Fitch also points to the strength of VIA Outlets’ loyalty ecosystem: Fashion Club membership reached around
2.6 million by end-2024 (up 18% year-on-year), with members spending about 29% more than non-members, underscoring how data-driven programmes support brand sales and remarketing initiatives.
Following an October 2025 bond issuance, VIA Outlets’ pro forma liquidity comprises €512 million of readily available cash plus a €100 million undrawn RCF to fund further growth and acquisitions when opportunities arise. Pro forma maturities include €500 million unsecured notes due October 2032, €450 million notes due November 2028 and a €107 million drawn secured facility due August 2028. The updated average cost of debt is 2.55%.
Fitch’s rating-case assumes around €320 million of expansion and remodelling capex spend during 2025– 2028, whilst maintaining a 30%–40% net LTV target.

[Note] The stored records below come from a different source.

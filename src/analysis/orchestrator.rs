//! Per-file fan-out over the configured models.
//!
//! Each (model, file) call is an independent future producing an
//! immutable [`ModelResult`]; results are joined per file and merged
//! only afterwards. A shared semaphore caps the number of calls in
//! flight and a cancellation token stops new calls from being issued
//! while letting in-flight ones finish.

use crate::config::RunSettings;
use crate::error::CallError;
use crate::llm::{self, build_prompt, invoke_with_retry, ModelClient, Prompt};
use crate::models::{FileAnalysis, FileRecord, ModelResult};
use crate::scanner::FileScanner;
use futures::future::join_all;
use futures::stream::{self, StreamExt};
use indicatif::ProgressBar;
use tokio::sync::Semaphore;
use tokio_util::sync::CancellationToken;
use tracing::{debug, info, warn};

/// Everything a run produced before aggregation.
#[derive(Debug, Clone, Default)]
pub struct RunOutcome {
    pub analyses: Vec<FileAnalysis>,
    /// Files that could not be read.
    pub skipped: Vec<String>,
}

/// Drives model calls for files.
pub struct Orchestrator<'a> {
    client: &'a dyn ModelClient,
    settings: &'a RunSettings,
    limiter: Semaphore,
    cancel: CancellationToken,
}

impl<'a> Orchestrator<'a> {
    pub fn new(
        client: &'a dyn ModelClient,
        settings: &'a RunSettings,
        cancel: CancellationToken,
    ) -> Self {
        Self {
            client,
            settings,
            limiter: Semaphore::new(settings.concurrency.max(1)),
            cancel,
        }
    }

    /// Ask every configured model about one file.
    ///
    /// Results are returned in configured model order regardless of which
    /// call finishes first.
    pub async fn analyze_file(&self, file: &FileRecord, content: &str) -> Vec<ModelResult> {
        let prompt = build_prompt(&file.path, content);

        let calls = self
            .settings
            .models
            .iter()
            .map(|model| self.analyze_with_model(model, file, &prompt));

        join_all(calls).await
    }

    /// Read and analyze every file, at most `concurrency` files at a time.
    pub async fn analyze_all(
        &self,
        scanner: &FileScanner,
        files: &[FileRecord],
        progress: Option<&ProgressBar>,
    ) -> RunOutcome {
        let results: Vec<Result<FileAnalysis, String>> = stream::iter(files)
            .map(|file| async move {
                let outcome = match scanner.read(file).await {
                    Ok(content) => Ok(FileAnalysis {
                        file: file.clone(),
                        results: self.analyze_file(file, &content).await,
                    }),
                    Err(e) => {
                        warn!("Skipping file: {}", e);
                        Err(file.path.clone())
                    }
                };
                if let Some(pb) = progress {
                    pb.inc(1);
                }
                outcome
            })
            .buffered(self.settings.concurrency.max(1))
            .collect()
            .await;

        let mut outcome = RunOutcome::default();
        for result in results {
            match result {
                Ok(analysis) => {
                    let failures = analysis.failures();
                    info!(
                        "{}: {} smells, {} failed calls",
                        analysis.file.path,
                        analysis.total_smells(),
                        failures
                    );
                    outcome.analyses.push(analysis);
                }
                Err(path) => outcome.skipped.push(path),
            }
        }
        outcome
    }

    async fn analyze_with_model(
        &self,
        model: &str,
        file: &FileRecord,
        prompt: &Prompt,
    ) -> ModelResult {
        if self.cancel.is_cancelled() {
            return cancelled(model, file);
        }

        let Ok(_permit) = self.limiter.acquire().await else {
            return cancelled(model, file);
        };

        // Cancellation may have arrived while waiting for a slot
        if self.cancel.is_cancelled() {
            return cancelled(model, file);
        }

        debug!("Querying {} for {}", model, file.path);

        let raw = match invoke_with_retry(
            self.client,
            model,
            prompt,
            &self.settings.invoke,
            &self.settings.retry,
            &self.cancel,
        )
        .await
        {
            Ok(raw) => raw,
            Err(e) => {
                warn!("{} failed on {}: {}", model, file.path, e);
                return ModelResult::failed(model, &file.path, e.to_string(), None);
            }
        };

        match llm::parse(&raw) {
            Ok(parsed) => {
                debug!(
                    "{} found {} smells in {} ({} dropped)",
                    model,
                    parsed.smells.len(),
                    file.path,
                    parsed.dropped
                );
                if let Some(claimed) = parsed.reported_total {
                    if claimed as usize != parsed.smells.len() + parsed.dropped {
                        debug!(
                            "{} claimed {} smells for {} but listed {}",
                            model,
                            claimed,
                            file.path,
                            parsed.smells.len() + parsed.dropped
                        );
                    }
                }
                if let Some(ref echoed) = parsed.file_analyzed {
                    if !file.path.ends_with(echoed.trim_start_matches("./")) {
                        debug!("{} echoed file {} for {}", model, echoed, file.path);
                    }
                }
                for smell in parsed.smells.iter().filter(|s| !s.smell_type.is_classified()) {
                    debug!("{} used unclassified smell type '{}'", model, smell.smell_type);
                }
                ModelResult::succeeded(model, &file.path, parsed.smells, parsed.dropped, raw)
            }
            Err(failure) => {
                warn!("{} returned unparseable output for {}", model, file.path);
                ModelResult::failed(model, &file.path, failure.to_string(), Some(failure.raw))
            }
        }
    }
}

fn cancelled(model: &str, file: &FileRecord) -> ModelResult {
    ModelResult::failed(model, &file.path, CallError::Cancelled.to_string(), None)
}

#[cfg(test)]
mod tests {
    use super::*;
    use crate::config::Config;
    use crate::llm::InvokeOptions;
    use crate::scanner::ScanConfig;
    use async_trait::async_trait;
    use std::collections::HashMap;
    use std::sync::atomic::{AtomicUsize, Ordering};
    use std::time::Duration;
    use tempfile::TempDir;

    const ONE_SMELL: &str = r#"{"smells": [{"smell_type": "Long Method", "category": "Bloaters",
        "location": "record_and_check_match()", "severity": "High"}]}"#;

    /// Returns a scripted response per model after an optional delay.
    struct ScriptedClient {
        responses: HashMap<String, (Duration, Result<String, CallError>)>,
        calls: AtomicUsize,
        cancel_on_call: Option<CancellationToken>,
    }

    impl ScriptedClient {
        fn new(responses: Vec<(&str, u64, Result<&str, CallError>)>) -> Self {
            Self {
                responses: responses
                    .into_iter()
                    .map(|(m, delay, r)| {
                        (
                            m.to_string(),
                            (Duration::from_millis(delay), r.map(String::from)),
                        )
                    })
                    .collect(),
                calls: AtomicUsize::new(0),
                cancel_on_call: None,
            }
        }
    }

    #[async_trait]
    impl ModelClient for ScriptedClient {
        async fn invoke(
            &self,
            model: &str,
            _prompt: &Prompt,
            _options: &InvokeOptions,
        ) -> Result<String, CallError> {
            self.calls.fetch_add(1, Ordering::SeqCst);
            if let Some(ref token) = self.cancel_on_call {
                token.cancel();
            }
            let (delay, response) = self.responses[model].clone();
            if !delay.is_zero() {
                tokio::time::sleep(delay).await;
            }
            response
        }
    }

    fn settings(models: &[&str], concurrency: usize) -> RunSettings {
        settings_with_retries(models, concurrency, 0)
    }

    fn settings_with_retries(models: &[&str], concurrency: usize, retries: u32) -> RunSettings {
        let mut config = Config::default();
        config.model.models = models.iter().map(|m| m.to_string()).collect();
        config.general.concurrency = concurrency;
        config.model.retries = retries;
        config.model.retry_backoff_ms = 1;
        config.into_settings().unwrap()
    }

    fn file(path: &str) -> FileRecord {
        FileRecord {
            path: path.to_string(),
            release_tag: "1.0".to_string(),
            size: 10,
        }
    }

    #[tokio::test]
    async fn test_timeout_does_not_stop_other_models() {
        let client = ScriptedClient::new(vec![
            ("a", 0, Ok(ONE_SMELL)),
            ("b", 0, Err(CallError::Timeout)),
            ("c", 0, Ok(r#"{"smells": []}"#)),
        ]);
        let settings = settings(&["a", "b", "c"], 4);
        let orchestrator = Orchestrator::new(&client, &settings, CancellationToken::new());

        let results = orchestrator.analyze_file(&file("1.0/x.py"), "code").await;

        assert_eq!(results.len(), 3);
        assert!(results[0].success);
        assert_eq!(results[0].smells.len(), 1);

        assert!(!results[1].success);
        assert!(results[1].smells.is_empty());
        assert_eq!(results[1].error.as_deref(), Some("timeout"));

        assert!(results[2].success);
        assert!(results[2].smells.is_empty());
    }

    #[tokio::test]
    async fn test_results_follow_model_order_not_completion_order() {
        let client = ScriptedClient::new(vec![
            ("slow", 50, Ok(ONE_SMELL)),
            ("fast", 0, Ok(r#"{"smells": []}"#)),
        ]);
        let settings = settings(&["slow", "fast"], 4);
        let orchestrator = Orchestrator::new(&client, &settings, CancellationToken::new());

        let results = orchestrator.analyze_file(&file("x.py"), "code").await;
        let names: Vec<_> = results.iter().map(|r| r.model_name.as_str()).collect();
        assert_eq!(names, vec!["slow", "fast"]);
        assert_eq!(results[0].smells.len(), 1);
    }

    #[tokio::test]
    async fn test_parse_failure_keeps_raw_text() {
        let client = ScriptedClient::new(vec![("a", 0, Ok("no json here"))]);
        let settings = settings(&["a"], 1);
        let orchestrator = Orchestrator::new(&client, &settings, CancellationToken::new());

        let results = orchestrator.analyze_file(&file("x.py"), "code").await;
        assert!(!results[0].success);
        assert!(results[0].smells.is_empty());
        assert_eq!(results[0].raw_response.as_deref(), Some("no json here"));
    }

    #[test]
    fn test_cancelled_run_issues_no_calls() {
        let client = ScriptedClient::new(vec![("a", 0, Ok(ONE_SMELL)), ("b", 0, Ok(ONE_SMELL))]);
        let settings = settings(&["a", "b"], 2);
        let token = CancellationToken::new();
        token.cancel();
        let orchestrator = Orchestrator::new(&client, &settings, token);

        let results = tokio_test::block_on(orchestrator.analyze_file(&file("x.py"), "code"));

        assert_eq!(client.calls.load(Ordering::SeqCst), 0);
        assert!(results
            .iter()
            .all(|r| !r.success && r.error.as_deref() == Some("cancelled")));
    }

    #[tokio::test]
    async fn test_in_flight_call_is_recorded_after_cancellation() {
        let token = CancellationToken::new();
        let mut client =
            ScriptedClient::new(vec![("a", 0, Ok(ONE_SMELL)), ("b", 0, Ok(ONE_SMELL))]);
        client.cancel_on_call = Some(token.clone());
        let settings = settings(&["a", "b"], 1);
        let orchestrator = Orchestrator::new(&client, &settings, token);

        let results = orchestrator.analyze_file(&file("x.py"), "code").await;

        assert_eq!(client.calls.load(Ordering::SeqCst), 1);
        assert!(results[0].success);
        assert_eq!(results[0].smells.len(), 1);
        assert_eq!(results[1].error.as_deref(), Some("cancelled"));
    }

    #[tokio::test]
    async fn test_cancellation_stops_retries() {
        let token = CancellationToken::new();
        let mut client = ScriptedClient::new(vec![("a", 0, Err(CallError::Timeout))]);
        client.cancel_on_call = Some(token.clone());
        let settings = settings_with_retries(&["a"], 1, 3);
        let orchestrator = Orchestrator::new(&client, &settings, token);

        let results = orchestrator.analyze_file(&file("x.py"), "code").await;

        assert_eq!(client.calls.load(Ordering::SeqCst), 1);
        assert!(!results[0].success);
        assert_eq!(results[0].error.as_deref(), Some("timeout"));
    }

    #[tokio::test]
    async fn test_transient_failure_is_retried_when_not_cancelled() {
        let client = ScriptedClient::new(vec![("a", 0, Err(CallError::Timeout))]);
        let settings = settings_with_retries(&["a"], 1, 2);
        let orchestrator = Orchestrator::new(&client, &settings, CancellationToken::new());

        let results = orchestrator.analyze_file(&file("x.py"), "code").await;

        assert_eq!(client.calls.load(Ordering::SeqCst), 3);
        assert!(!results[0].success);
    }

    #[tokio::test]
    async fn test_analyze_all_skips_unreadable_files() {
        let dir = TempDir::new().unwrap();
        std::fs::create_dir_all(dir.path().join("1.0")).unwrap();
        std::fs::write(dir.path().join("1.0/present.py"), "x = 1").unwrap();

        let client = ScriptedClient::new(vec![("a", 0, Ok(ONE_SMELL))]);
        let settings = settings(&["a"], 2);
        let orchestrator = Orchestrator::new(&client, &settings, CancellationToken::new());
        let scanner = FileScanner::new(dir.path().to_path_buf(), ScanConfig::default());

        let files = vec![file("1.0/present.py"), file("1.0/missing.py")];
        let outcome = orchestrator.analyze_all(&scanner, &files, None).await;

        assert_eq!(outcome.analyses.len(), 1);
        assert_eq!(outcome.analyses[0].file.path, "1.0/present.py");
        assert_eq!(outcome.analyses[0].total_smells(), 1);
        assert_eq!(outcome.skipped, vec!["1.0/missing.py".to_string()]);
    }
}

Peter Stals, Chief Financial Officer at VIA Outlets, commented:
“Fitch’s affirmation underscores the resilience of the outlet channel and the quality of our pan-European portfolio. Our successful execution of our 3R strategy, of remodelling, remerchandising and remarketing continues to lift brand sales, footfall and rental growth while we maintain disciplined capital allocation to fund expansions and potential future acquisitions.”